▶ _ASSIGNMENT_
The expected output is a verbatim reprint of the lines from the beginning of the data that follows through the line that contains "own disjoint, contiguous".

▶ _RECORDS_
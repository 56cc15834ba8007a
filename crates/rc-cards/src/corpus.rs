// corpus.rs — Rule Card discovery, parallel validation, and the corpus snapshot.
//
// Loading is a two-phase process:
//
// 1. Every `*.yaml` / `*.yml` file under the rules root is validated
//    independently on a scoped worker pool. Workers own disjoint, contiguous
//    slices of the sorted path list, so results come back in path order
//    without any shared state.
// 2. After the join, a single pass checks global id uniqueness and builds
//    the immutable `Corpus`, indexed by id.
//
// Problems are collected, never short-circuited, so one run reports all of
// them. Whether the run may continue is the caller's call: `CorpusLoad`
// separates fatal `errors` from cards `skipped` in lenient mode.

use std::collections::btree_map::Entry;
use std::collections::BTreeMap;
use std::fs;
use std::path::{Path, PathBuf};
use std::thread;

use tracing::{debug, info, warn};

use crate::canonical::card_content_hash;
use crate::card::RuleCard;
use crate::error::CardError;
use crate::schema;

/// File extensions recognized as Rule Cards.
pub const CARD_EXTENSIONS: &[&str] = &["yaml", "yml"];

/// A validated card together with where it came from and its content hash.
#[derive(Debug, Clone)]
pub struct LoadedCard {
    pub card: RuleCard,
    pub path: PathBuf,
    /// SHA-256 of the card's canonical JSON.
    pub content_hash: String,
}

impl LoadedCard {
    /// Hash the card and pair it with its source path.
    pub fn new(card: RuleCard, path: impl Into<PathBuf>) -> Result<Self, CardError> {
        let content_hash = card_content_hash(&card)?;
        Ok(Self {
            card,
            path: path.into(),
            content_hash,
        })
    }

    pub fn id(&self) -> &str {
        &self.card.id
    }
}

/// Immutable snapshot of every validated card in one run, indexed by id.
#[derive(Debug, Clone, Default)]
pub struct Corpus {
    cards: BTreeMap<String, LoadedCard>,
}

impl Corpus {
    /// Build a corpus, rejecting duplicate ids.
    ///
    /// Every duplicate is reported against the first card that claimed the id
    /// (first in the order given). All non-duplicate cards are kept so later
    /// stages can still report their own problems.
    pub fn build(cards: impl IntoIterator<Item = LoadedCard>) -> (Self, Vec<CardError>) {
        let mut index: BTreeMap<String, LoadedCard> = BTreeMap::new();
        let mut errors = Vec::new();

        for loaded in cards {
            match index.entry(loaded.card.id.clone()) {
                Entry::Vacant(slot) => {
                    slot.insert(loaded);
                }
                Entry::Occupied(existing) => {
                    errors.push(CardError::DuplicateId {
                        id: loaded.card.id.clone(),
                        first: existing.get().path.clone(),
                        second: loaded.path,
                    });
                }
            }
        }

        (Self { cards: index }, errors)
    }

    pub fn get(&self, id: &str) -> Option<&LoadedCard> {
        self.cards.get(id)
    }

    pub fn contains(&self, id: &str) -> bool {
        self.cards.contains_key(id)
    }

    /// All cards in id order, including disabled ones.
    pub fn iter(&self) -> impl Iterator<Item = &LoadedCard> {
        self.cards.values()
    }

    /// Cards that take part in compilation, in id order.
    pub fn active(&self) -> impl Iterator<Item = &LoadedCard> {
        self.cards.values().filter(|c| c.card.is_active())
    }

    /// Cards retired with `disabled: true`, in id order.
    pub fn disabled(&self) -> impl Iterator<Item = &LoadedCard> {
        self.cards.values().filter(|c| !c.card.is_active())
    }

    pub fn len(&self) -> usize {
        self.cards.len()
    }

    pub fn is_empty(&self) -> bool {
        self.cards.is_empty()
    }
}

/// Options for loading a corpus.
#[derive(Debug, Clone, Default)]
pub struct LoadOptions {
    /// Skip invalid cards (reported in `skipped`) instead of failing the run.
    pub lenient: bool,
    /// Worker threads for validation. 0 means available parallelism.
    pub workers: usize,
}

/// Outcome of loading a rules directory.
#[derive(Debug, Default)]
pub struct CorpusLoad {
    pub corpus: Corpus,
    /// Problems that must fail the run.
    pub errors: Vec<CardError>,
    /// Invalid cards that lenient mode left out.
    pub skipped: Vec<CardError>,
    /// Number of card files found.
    pub discovered: usize,
}

impl CorpusLoad {
    /// Whether the corpus is complete and may be compiled.
    pub fn is_clean(&self) -> bool {
        self.errors.is_empty()
    }
}

/// Find every card file under `root`, sorted by path.
pub fn discover(root: impl AsRef<Path>) -> Result<Vec<PathBuf>, CardError> {
    let root = root.as_ref();
    if !root.is_dir() {
        return Err(CardError::IoError {
            path: root.to_path_buf(),
            source: std::io::Error::new(
                std::io::ErrorKind::NotFound,
                "rules directory does not exist",
            ),
        });
    }

    let escaped = glob::Pattern::escape(&root.to_string_lossy());
    let mut paths = Vec::new();
    for ext in CARD_EXTENSIONS {
        let pattern = format!("{}/**/*.{}", escaped, ext);
        let entries = glob::glob(&pattern).map_err(|e| CardError::InvalidPattern {
            pattern: pattern.clone(),
            reason: e.to_string(),
        })?;
        for entry in entries {
            let path = entry.map_err(|e| CardError::IoError {
                path: e.path().to_path_buf(),
                source: e.into_error(),
            })?;
            if path.is_file() {
                paths.push(path);
            }
        }
    }

    paths.sort();
    paths.dedup();
    Ok(paths)
}

/// Read and validate one card file.
pub fn load_card(path: &Path) -> Result<LoadedCard, CardError> {
    let source = fs::read_to_string(path).map_err(|source| CardError::IoError {
        path: path.to_path_buf(),
        source,
    })?;
    let card = schema::validate_str(path, &source).map_err(|violations| CardError::Schema {
        path: path.to_path_buf(),
        violations,
    })?;
    LoadedCard::new(card, path)
}

/// Validate every card file under `root` and build the corpus.
///
/// Only a missing or unreadable rules root fails outright. Per-card problems
/// land in the returned `CorpusLoad`.
pub fn load_corpus(root: impl AsRef<Path>, options: &LoadOptions) -> Result<CorpusLoad, CardError> {
    let root = root.as_ref();
    let paths = discover(root)?;
    info!(root = %root.display(), count = paths.len(), "discovered rule cards");

    let results = validate_parallel(&paths, options.workers);

    let mut valid = Vec::new();
    let mut errors = Vec::new();
    let mut skipped = Vec::new();
    for result in results {
        match result {
            Ok(loaded) => {
                debug!(rule_id = %loaded.card.id, path = %loaded.path.display(), "card valid");
                valid.push(loaded);
            }
            Err(err @ CardError::Schema { .. }) if options.lenient => {
                warn!(error = %err, "skipping invalid card (lenient mode)");
                skipped.push(err);
            }
            Err(err) => errors.push(err),
        }
    }

    let (corpus, duplicates) = Corpus::build(valid);
    errors.extend(duplicates);

    info!(
        valid = corpus.len(),
        errors = errors.len(),
        skipped = skipped.len(),
        "rule card validation finished"
    );

    Ok(CorpusLoad {
        corpus,
        errors,
        skipped,
        discovered: paths.len(),
    })
}

/// Validate cards on a scoped worker pool, returning results in input order.
fn validate_parallel(paths: &[PathBuf], workers: usize) -> Vec<Result<LoadedCard, CardError>> {
    if paths.is_empty() {
        return Vec::new();
    }
    let workers = effective_workers(workers, paths.len());
    if workers == 1 {
        return paths.iter().map(|p| load_card(p)).collect();
    }

    let chunk_size = paths.len().div_ceil(workers);
    thread::scope(|scope| {
        let handles: Vec<_> = paths
            .chunks(chunk_size)
            .map(|chunk| scope.spawn(move || chunk.iter().map(|p| load_card(p)).collect::<Vec<_>>()))
            .collect();

        let mut results = Vec::with_capacity(paths.len());
        for handle in handles {
            match handle.join() {
                Ok(chunk) => results.extend(chunk),
                Err(panic) => std::panic::resume_unwind(panic),
            }
        }
        results
    })
}

/// Resolve the worker count: 0 means available parallelism, never more
/// threads than items.
pub fn effective_workers(requested: usize, items: usize) -> usize {
    let requested = if requested == 0 {
        thread::available_parallelism()
            .map(|n| n.get())
            .unwrap_or(1)
    } else {
        requested
    };
    requested.clamp(1, items.max(1))
}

▶ _EXPECTED ANSWER_
repository 56cc15834ba8007a
filename crates/rc-cards/src/corpus.rs
// corpus.rs — Rule Card discovery, parallel validation, and the corpus snapshot.
//
// Loading is a two-phase process:
//
// 1. Every `*.yaml` / `*.yml` file under the rules root is validated
//    independently on a scoped worker pool. Workers own disjoint, contiguous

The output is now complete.